Extracellular application of diC8 inhibits ICa

As phorbol esters did not produce a clear PKC-dependent effect on ICa, we investigated another putative direct activator of PKC, diC8. Figure 4A shows the time course of ICa during bath application of 7·5 μM free diC8 in a representative cell. During perfusion of free diC8, ICa was significantly inhibited, with a t½= 6·7 ± 0·7 min (n = 7). Peak ICa densities were measured in five different myocytes from five rat hearts and are plotted as a function of membrane potential (Fig. 4B). With test pulses to +10 mV, 7·5 μM free diC8 decreased mean ICa by 50·4 ± 6·2 % (n = 5, P < 0·01) without changing the voltage dependence of current activation, as shown by the I–V relations. Bath application of diC8 resulted in a significantly greater decay of ICa measured at 40 ms (48·5 ± 6·2 % in control vs. 59·5 ± 4·0 % in diC8, n = 7, P < 0·01, see Table 1) and at 200 ms (95·6 ± 1·3 % in control vs. 98·2 ± 0·8 % in diC8, n = 7, P < 0·01, see Table 1).
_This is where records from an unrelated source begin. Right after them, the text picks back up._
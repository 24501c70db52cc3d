//! Tour window controller
//!
//! Mediates between the form, the selection state and a [`TourStore`]. The
//! controller is UI-agnostic: every operation returns a typed
//! [`Outcome`] or [`AppError`] and the hosting UI decides how to show it.
//!
//! # Modes
//!
//! - **Insert** (initial, after clear and after every successful mutation):
//!   add enabled, update/delete disabled, no tour tracked.
//! - **Editing(id)** (after a row is selected): add disabled, update/delete
//!   enabled, form holds the selected tour.
//!
//! Failed operations never change the mode or the form.

use crate::error::{AppError, Result};
use crate::form::{FormField, TourForm};
use crate::notify::Notifier;
use crate::view::{ButtonStates, TourRow};
use tourdesk_core::{Config, StoreError, TourId, TourStore};
use tracing::{debug, error, info, warn};

/// Which record, if any, the form is bound to
#[derive(Debug, Clone, Copy, PartialEq, Eq, Default)]
pub enum Mode {
    #[default]
    Insert,
    Editing(TourId),
}

impl Mode {
    pub fn selected(&self) -> Option<TourId> {
        match self {
            Mode::Insert => None,
            Mode::Editing(id) => Some(*id),
        }
    }

    pub fn buttons(&self) -> ButtonStates {
        let editing = matches!(self, Mode::Editing(_));
        ButtonStates {
            add: !editing,
            update: editing,
            delete: editing,
            clear: true,
        }
    }
}

/// Successful result of a controller operation
#[derive(Debug, Clone, PartialEq)]
pub enum Outcome {
    Added(TourId),
    Updated(TourId),
    Deleted(TourId),
    /// Delete declined at the confirmation prompt
    Cancelled,
    Selected(TourId),
    Cleared,
    /// List replaced with `count` rows
    Refreshed { count: usize },
}

impl Outcome {
    /// Message worth showing to the user, if any
    pub fn message(&self) -> Option<String> {
        match self {
            Outcome::Added(id) => Some(format!("Tour added successfully! ID: {}", id)),
            Outcome::Updated(_) => Some("Tour updated successfully!".to_string()),
            Outcome::Deleted(_) => Some("Tour deleted successfully!".to_string()),
            _ => None,
        }
    }
}

/// Presentation settings the controller needs
#[derive(Debug, Clone, PartialEq, Eq)]
pub struct ControllerSettings {
    pub currency_suffix: String,
    pub strict_dates: bool,
}

impl Default for ControllerSettings {
    fn default() -> Self {
        Self::from_config(&Config::default())
    }
}

impl ControllerSettings {
    pub fn from_config(config: &Config) -> Self {
        Self {
            currency_suffix: config.display.currency_suffix.clone(),
            strict_dates: config.validation.strict_dates,
        }
    }
}

fn storage_failure(operation: &'static str) -> impl FnOnce(StoreError) -> AppError {
    move |err| {
        error!(operation, error = %err, "Tour store operation failed");
        AppError::Storage(err)
    }
}

/// Controller state for one tour window
pub struct Controller<S> {
    store: S,
    settings: ControllerSettings,
    form: TourForm,
    mode: Mode,
    search_term: String,
    rows: Vec<TourRow>,
}

impl<S: TourStore> Controller<S> {
    pub fn new(store: S, settings: ControllerSettings) -> Self {
        Self {
            store,
            settings,
            form: TourForm::default(),
            mode: Mode::Insert,
            search_term: String::new(),
            rows: Vec::new(),
        }
    }

    /// Ensure the schema and load the initial list.
    ///
    /// A failure leaves the controller usable with an empty list; the next
    /// operation simply tries the store again.
    pub fn start(&mut self) -> Result<Outcome> {
        self.store
            .initialize()
            .map_err(storage_failure("initialize"))?;
        let outcome = self.refresh()?;
        info!(rows = self.rows.len(), "Tour window ready");
        Ok(outcome)
    }

    pub fn store(&self) -> &S {
        &self.store
    }

    pub fn form(&self) -> &TourForm {
        &self.form
    }

    pub fn mode(&self) -> Mode {
        self.mode
    }

    pub fn buttons(&self) -> ButtonStates {
        self.mode.buttons()
    }

    pub fn rows(&self) -> &[TourRow] {
        &self.rows
    }

    pub fn search_term(&self) -> &str {
        &self.search_term
    }

    pub fn set_field(&mut self, field: FormField, value: impl Into<String>) {
        self.form.set(field, value);
    }

    /// Validate the form and create a new tour
    pub fn add(&mut self) -> Result<Outcome> {
        if !self.buttons().add {
            return Err(AppError::ActionDisabled("Add"));
        }

        let draft = self.validated_form()?;
        let id = self.store.create(&draft).map_err(storage_failure("create"))?;
        info!(tour_id = %id, destination = %draft.destination, "Tour added");

        self.reset_to_insert();
        self.reload_all()?;
        Ok(Outcome::Added(id))
    }

    /// Validate the form and overwrite the selected tour
    pub fn update(&mut self) -> Result<Outcome> {
        let id = self.mode.selected().ok_or(AppError::NoSelection)?;

        let draft = self.validated_form()?;
        self.store
            .update(id, &draft)
            .map_err(storage_failure("update"))?;
        info!(tour_id = %id, "Tour updated");

        self.reset_to_insert();
        self.reload_all()?;
        Ok(Outcome::Updated(id))
    }

    /// Delete the selected tour after the user confirms
    pub fn delete(&mut self, notifier: &mut dyn Notifier) -> Result<Outcome> {
        let id = self.mode.selected().ok_or(AppError::NoSelection)?;

        if !notifier.confirm("Confirm", "Are you sure you want to delete this tour?") {
            debug!(tour_id = %id, "Delete cancelled");
            return Ok(Outcome::Cancelled);
        }

        self.store.delete(id).map_err(storage_failure("delete"))?;
        info!(tour_id = %id, "Tour deleted");

        self.reset_to_insert();
        self.reload_all()?;
        Ok(Outcome::Deleted(id))
    }

    /// Wipe the form and drop the selection
    pub fn clear(&mut self) -> Outcome {
        self.reset_to_insert();
        Outcome::Cleared
    }

    /// Load the visible row at `index` into the form and switch to editing
    pub fn select_row(&mut self, index: usize) -> Result<Outcome> {
        let row = self.rows.get(index).ok_or(AppError::NoSuchRow(index + 1))?;

        self.form.load_row(row, &self.settings.currency_suffix);
        self.mode = Mode::Editing(row.id);

        debug!(tour_id = %row.id, "Tour selected");
        Ok(Outcome::Selected(row.id))
    }

    /// Live filter: replace the list with tours matching `term`.
    ///
    /// A blank term shows every tour.
    pub fn set_search(&mut self, term: &str) -> Result<Outcome> {
        self.search_term = term.to_string();
        self.refresh()
    }

    /// Re-run the query behind the search box
    pub fn refresh(&mut self) -> Result<Outcome> {
        let term = self.search_term.trim();
        let tours = if term.is_empty() {
            self.store.list_all().map_err(storage_failure("list_all"))?
        } else {
            self.store.search(term).map_err(storage_failure("search"))?
        };

        self.replace_rows(&tours);
        Ok(Outcome::Refreshed {
            count: self.rows.len(),
        })
    }

    /// Full list after a mutation; the search box text is left as typed
    fn reload_all(&mut self) -> Result<()> {
        let tours = self
            .store
            .list_all()
            .map_err(storage_failure("list_all"))?;
        self.replace_rows(&tours);
        Ok(())
    }

    fn replace_rows(&mut self, tours: &[tourdesk_core::Tour]) {
        let suffix = &self.settings.currency_suffix;
        self.rows = tours
            .iter()
            .map(|tour| TourRow::from_tour(tour, suffix))
            .collect();
        debug!(rows = self.rows.len(), "Tour list replaced");
    }

    fn validated_form(&self) -> Result<tourdesk_core::TourDraft> {
        self.form
            .validate(self.settings.strict_dates)
            .inspect_err(|err| {
                if let Some(field) = err.field() {
                    warn!(field = field.key(), reason = %err, "Tour form rejected");
                }
            })
    }

    fn reset_to_insert(&mut self) {
        self.form.clear();
        self.mode = Mode::Insert;
    }
}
Figure 4. Bath application of diC8 inhibits ICa.

Figure 4

A, the time course of ICa inhibited by bath-applied diC8 in a representative myocyte. Peak ICa is plotted in response to test pulses to +10 mV every 15 s before and during application of 7·5 μM diC8. The inset shows the stimulus protocol and the superimposed original current traces of ICa before (^) and after (□) perfusion of free diC8. The dashed line indicates the zero current level. Cm= 117 pF. B, the stimulus protocol, representative original current traces, and mean I–V relationship before (^) and during (□) bath application of diC8. Peak ICa densities (pA pF−1) are measured in 5 different myocytes from 5 rat hearts. Vertical bars in I–V plots indicate the standard errors (**P < 0·01; ***P < 0·001).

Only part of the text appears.